Article 49, paragraph 2, of the 1973 constitution enabled the president to directly command the armed forces and to also choose the commander-in-chief and commanders of the branches of the armed forces. This marks a change from the 1968 constitution, where they were chosen by a National Defense Council. However, as the first President was Georgios Papadopoulos himself, any hypothetical civilian control of the armed forces this change could grant never manifested. Even so, this hypothetical civilian control would have created an internal contradiction, since the provisions of the 1968 Constitution tasking the military with the "maintenance of the social and political order" were left unatlered.

== Later amendments and abolition ==

Papadopoulos' regime would not survive to implement the envisaged presidential system; on November 25th, just over a month since the Constitution was published on the Government Gazette, Ioannides toppled Papadopoulos and the Markezinis Cabinet. General Phaedon Gizikis was installed as President of the Republic and Adamantios Androutsopoulos as Prime Minister, while Ioannides ruled from the shadows.

The constitution was amended by a constituent act on 17 December 1973 as follows:

- the tenure of the President was limited to 5 years
- the President would no longer directly conduct defence, security, public order and foreign policy, determine state budget and appoint ministers in said domains independently of the prime minister, and regulation by decree without ministerial approbation on said issues was abolished
- no MPs were to be appointed, whenever elections were to be held
- the institutions of the Vice President of Greece and Governmental Commissioners in universities were abolished.

The relevant articles were stricken from the constitution, including the transitory articles 137 & 140 which stipulated that municipal and parliamentary elections should be called for by the end of 1973. A second constituent act (31/12/1973) abolished the Constitutional Court of Greece.

Consequently, the system was amended to what could be described as a "quasi-parliamentary" republic, as it resembled the ministerial council-centered separation of powers under the 1952 constitution, but for the presence of a Sovereign and an active Parliament. The amendment had little effect on the political life of a country under martial law.

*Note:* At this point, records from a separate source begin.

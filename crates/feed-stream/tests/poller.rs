//! 계좌 폴러: 참조 카운트, 조회 간격 제한, 주소 변경, 지난 세대 결과.

mod common;

use common::{margin_json, settle, GatedSource, PanicOnceSource, RecordingSink, ScriptedSource};
use feed_stream::{AccountPoller, AccountStore, HttpMarginSource, MarginSource, StreamError};
use mockito::Matcher;
use rust_decimal_macros::dec;
use serde_json::json;
use std::sync::Arc;
use std::time::Duration;

fn poller(sink: Arc<dyn feed_stream::AccountSink>) -> AccountPoller {
    AccountPoller::new(
        sink,
        "perp",
        Duration::from_millis(1000),
        Duration::from_millis(900),
    )
}

#[tokio::test(start_paused = true)]
async fn test_reference_counting_stops_on_last_unsubscribe() {
    let store = Arc::new(AccountStore::new());
    let source = ScriptedSource::new(margin_json("100"));
    let poller = poller(store.clone());

    for _ in 0..3 {
        poller.subscribe(source.clone(), "0xabc");
    }
    settle().await;
    assert_eq!(poller.subscriber_count(), 3);
    assert_eq!(source.call_count(), 1);
    assert!(store.current().balance.is_some());

    poller.unsubscribe();
    poller.unsubscribe();
    assert!(poller.is_active());
    assert!(store.current().balance.is_some());

    poller.unsubscribe();
    assert!(!poller.is_active());
    assert_eq!(poller.target_address(), None);
    let state = store.current();
    assert!(state.balance.is_none());
    assert!(state.positions.is_empty());
    assert!(state.error.is_none());

    // 중지 후에는 더 이상 조회하지 않음
    tokio::time::sleep(Duration::from_secs(5)).await;
    assert_eq!(source.call_count(), 1);
}

#[tokio::test(start_paused = true)]
async fn test_ticks_inside_min_interval_are_throttled() {
    let store = Arc::new(AccountStore::new());
    let source = ScriptedSource::new(margin_json("100"));
    let poller = AccountPoller::new(
        store,
        "perp",
        Duration::from_millis(100),
        Duration::from_millis(900),
    );

    poller.subscribe(source.clone(), "0xabc");
    tokio::time::sleep(Duration::from_millis(450)).await;
    assert_eq!(source.call_count(), 1);

    tokio::time::sleep(Duration::from_millis(500)).await;
    assert_eq!(source.call_count(), 2);
}

#[tokio::test(start_paused = true)]
async fn test_force_refresh_bypasses_throttle() {
    let store = Arc::new(AccountStore::new());
    let source = ScriptedSource::new(margin_json("100"));
    source.push_response(Ok(margin_json("100")));
    source.push_response(Ok(margin_json("250")));
    let poller = poller(store.clone());

    poller.subscribe(source.clone(), "0xabc");
    settle().await;
    assert_eq!(source.call_count(), 1);

    let snapshot = poller.force_refresh().await.expect("refresh");
    assert_eq!(snapshot.balance.account_value, dec!(250));
    assert_eq!(source.call_count(), 2);
    assert_eq!(
        store.current().balance.map(|b| b.account_value),
        Some(dec!(250))
    );
}

#[tokio::test(start_paused = true)]
async fn test_force_refresh_without_subscription() {
    let poller = poller(Arc::new(AccountStore::new()));
    let result = poller.force_refresh().await;
    assert!(matches!(result, Err(StreamError::NoActiveSubscription)));
}

#[tokio::test(start_paused = true)]
async fn test_fetch_error_keeps_previous_data() {
    let store = Arc::new(AccountStore::new());
    let source = ScriptedSource::new(margin_json("100"));
    source.push_response(Ok(margin_json("100")));
    source.push_response(Err(StreamError::Fetch("boom".into())));
    let poller = poller(store.clone());

    poller.subscribe(source.clone(), "0xabc");
    settle().await;
    tokio::time::sleep(Duration::from_millis(1000)).await;
    assert_eq!(source.call_count(), 2);

    let state = store.current();
    assert_eq!(state.balance.map(|b| b.account_value), Some(dec!(100)));
    assert_eq!(state.positions.len(), 1);
    assert!(state.error.as_deref().is_some_and(|e| e.contains("boom")));
    assert!(!state.loading);

    // 다음 성공 조회가 오류를 지움
    tokio::time::sleep(Duration::from_millis(1000)).await;
    assert!(store.current().error.is_none());
}

#[tokio::test(start_paused = true)]
async fn test_overflowing_margin_is_recorded_and_polling_continues() {
    let store = Arc::new(AccountStore::new());
    let source = ScriptedSource::new(margin_json("100"));
    source.push_response(Ok(json!({
        "accountValue": "79228162514264337593543950335",
        "marginUsed": "-1"
    })));
    let poller = poller(store.clone());

    poller.subscribe(source.clone(), "0xabc");
    settle().await;
    let state = store.current();
    assert!(state.balance.is_none());
    assert!(state.error.as_deref().is_some_and(|e| e.contains("marginUsed")));
    assert!(!state.loading);

    tokio::time::sleep(Duration::from_millis(1000)).await;
    assert_eq!(source.call_count(), 2);
    assert_eq!(
        store.current().balance.map(|b| b.account_value),
        Some(dec!(100))
    );
}

#[tokio::test(start_paused = true)]
async fn test_panicking_fetch_keeps_timer_alive() {
    let store = Arc::new(AccountStore::new());
    let source = PanicOnceSource::new();
    let poller = poller(store.clone());

    poller.subscribe(source.clone(), "0xabc");
    settle().await;
    let state = store.current();
    assert!(state.error.is_some());
    assert!(!state.loading);
    assert!(poller.is_active());

    tokio::time::sleep(Duration::from_millis(1000)).await;
    assert_eq!(source.call_count(), 2);
    let state = store.current();
    assert_eq!(state.balance.map(|b| b.account_value), Some(dec!(77)));
    assert!(state.error.is_none());
}

#[tokio::test(start_paused = true)]
async fn test_rate_limited_fetch_waits_for_retry_delay() {
    let store = Arc::new(AccountStore::new());
    let source = ScriptedSource::new(margin_json("100"));
    source.push_response(Ok(margin_json("100")));
    source.push_response(Err(StreamError::Http {
        status: 429,
        message: "too many requests".into(),
    }));
    let poller = poller(store.clone());

    poller.subscribe(source.clone(), "0xabc");
    settle().await;
    tokio::time::sleep(Duration::from_millis(1000)).await;
    assert_eq!(source.call_count(), 2);

    // 429 이후 10초 동안은 틱이 와도 조회하지 않음
    tokio::time::sleep(Duration::from_millis(9000)).await;
    assert_eq!(source.call_count(), 2);

    tokio::time::sleep(Duration::from_millis(1000)).await;
    assert_eq!(source.call_count(), 3);
    assert!(store.current().error.is_none());
}

#[tokio::test(start_paused = true)]
async fn test_address_change_clears_and_restarts() {
    let sink = Arc::new(RecordingSink::default());
    let source = ScriptedSource::new(margin_json("100"));
    source.push_response(Ok(margin_json("100")));
    source.push_response(Ok(margin_json("200")));
    let poller = poller(sink.clone());

    poller.subscribe(source.clone(), "0xaaa");
    settle().await;
    poller.subscribe(source.clone(), "0xbbb");
    settle().await;

    assert_eq!(source.calls(), vec!["0xaaa", "0xbbb"]);
    assert_eq!(
        sink.events(),
        vec![
            "loading:true",
            "snapshot:100",
            "clear",
            "loading:true",
            "snapshot:200",
        ]
    );
    assert_eq!(poller.target_address().as_deref(), Some("0xbbb"));
    assert_eq!(poller.subscriber_count(), 2);
}

#[tokio::test(start_paused = true)]
async fn test_result_after_stop_is_discarded() {
    let store = Arc::new(AccountStore::new());
    let source = GatedSource::new();
    let poller = poller(store.clone());

    poller.subscribe(source.clone(), "0xabc");
    settle().await;
    assert!(store.current().balance.is_some());

    let refreshing = {
        let poller = poller.clone();
        tokio::spawn(async move { poller.force_refresh().await })
    };
    settle().await;

    poller.unsubscribe();
    assert!(store.current().balance.is_none());

    source.release();
    let result = refreshing.await.expect("refresh task");
    assert!(matches!(result, Err(StreamError::NoActiveSubscription)));
    assert_eq!(store.current(), Default::default());
}

// ============================================================================
// HTTP 마진 조회
// ============================================================================

#[tokio::test]
async fn test_http_margin_source_posts_request() {
    let mut server = mockito::Server::new_async().await;
    let mock = server
        .mock("POST", "/info")
        .match_body(Matcher::PartialJson(json!({
            "type": "accountMargin",
            "user": "0xabc",
            "market": "perp",
        })))
        .with_status(200)
        .with_header("content-type", "application/json")
        .with_body(margin_json("321").to_string())
        .create_async()
        .await;

    let source = HttpMarginSource::new(format!("{}/info", server.url()));
    let raw = source.fetch_margin("0xabc", "perp").await.expect("margin");

    assert_eq!(raw["accountValue"], "321");
    mock.assert_async().await;
}

#[tokio::test]
async fn test_http_margin_source_maps_status() {
    let mut server = mockito::Server::new_async().await;
    server
        .mock("POST", "/info")
        .with_status(500)
        .with_body("internal error")
        .create_async()
        .await;

    let source = HttpMarginSource::new(format!("{}/info", server.url()));
    match source.fetch_margin("0xabc", "perp").await {
        Err(StreamError::Http { status, message }) => {
            assert_eq!(status, 500);
            assert_eq!(message, "internal error");
        }
        other => panic!("expected HTTP error, got {other:?}"),
    }
}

The Constitution would remain in place until 1 August, 1974 when the Karamanlis administration reverted in effect the 1952 constitution but for the monarchy-related provisions, and abolished the 1973 revision of the 1968 constitution. General Gizikis remained as President pro tempore until the 1974 referendum, having the same limited duties: countersignature of laws, presidential decrees and constituent acts.